"""
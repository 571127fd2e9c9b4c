pub mod edge_bundling;
use leptos::prelude::*;

use crate::components::edge_bundling::{Edge, EdgeBundling, GraphData, Node};

/// Generate sample data: `n` nodes and up to `edge_count` unique links among
/// the first `linked` nodes.
fn generate_sample_data(n: usize, edge_count: usize, linked: usize, seed: usize) -> GraphData {
	let nodes: Vec<Node> = (0..n)
		.map(|i| Node {
			id: i.to_string(),
			label: format!("10.0.{}.{}", i / 256, i % 256),
			value: Some(rand_simple(seed + i) * 10.0),
		})
		.collect();

	let linked = linked.min(n);
	let mut edges: Vec<Edge> = Vec::new();
	let mut attempt = seed;
	// bounded so a saturated pool cannot spin forever
	while edges.len() < edge_count && attempt < seed + edge_count * 50 {
		attempt += 1;
		let source = (rand_simple(attempt * 2) * linked as f64) as usize;
		let target = (rand_simple(attempt * 2 + 1) * linked as f64) as usize;
		let (source, target) = (source.to_string(), target.to_string());
		if source == target || edges.iter().any(|e| e.connects(&source, &target)) {
			continue;
		}
		edges.push(Edge::new(source, target));
	}

	GraphData { nodes, edges }
}

/// Simple pseudo-random number generator (deterministic for consistency).
fn rand_simple(seed: usize) -> f64 {
	let x = ((seed + 1) * 9301 + 49297) % 233280;
	(x as f64) / 233280.0
}

/// Default Home Page
#[component]
pub fn Home() -> impl IntoView {
	let seed = RwSignal::new(0usize);
	let selected = RwSignal::new(None::<Node>);
	let graph_data = Signal::derive(move || generate_sample_data(25, 5, 6, seed.get()));

	let regenerate = move |_: web_sys::MouseEvent| {
		seed.set((js_sys::Math::random() * 10_000.0) as usize);
		selected.set(None);
	};

	view! {
		<ErrorBoundary fallback=|errors| {
			view! {
				<h1>"Uh oh! Something went wrong!"</h1>

				<p>"Errors: "</p>
				<ul>
					{move || {
						errors
							.get()
							.into_iter()
							.map(|(_, e)| view! { <li>{e.to_string()}</li> })
							.collect_view()
					}}
				</ul>
			}
		}>

			<div class="edge-bundling-page">
				<div class="graph-overlay">
					<h1>"Edge Bundling"</h1>
					<p class="subtitle">"Hover a node to see its label. Click a node to highlight its connections."</p>
					<button on:click=regenerate>"Regenerate"</button>
					<p class="selection">
						{move || {
							selected
								.get()
								.map(|node| format!("Selected: {} ({:.1})", node.label, node.value.unwrap_or_default()))
								.unwrap_or_default()
						}}
					</p>
				</div>
				<EdgeBundling
					data=graph_data
					on_node_selected=Callback::new(move |node: Node| selected.set(Some(node)))
				/>
			</div>
		</ErrorBoundary>
	}
}

#[cfg(test)]
mod tests {
	use super::*;

	#[test]
	fn test_sample_data_is_unique_and_loop_free() {
		let data = generate_sample_data(25, 5, 6, 0);
		assert_eq!(data.nodes.len(), 25);
		assert!(data.edges.len() <= 5);
		for (i, edge) in data.edges.iter().enumerate() {
			assert!(!edge.is_self_loop());
			assert!(!edge.is_bg_line);
			assert!(data.edges[i + 1..].iter().all(|other| !other.same_pair(edge)));
			assert!(edge.source.parse::<usize>().unwrap() < 6);
		}
	}

	#[test]
	fn test_sample_data_saturates_small_pool() {
		// three nodes allow three distinct pairs at most
		let data = generate_sample_data(3, 10, 3, 7);
		assert!(data.edges.len() <= 3);
	}
}
use edge_bundling::{App, init_logging};

fn main() {
	init_logging();
	leptos::mount::mount_to_body(App);
}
"""
Look through the records and count each line that holds "class". Write only the total.

4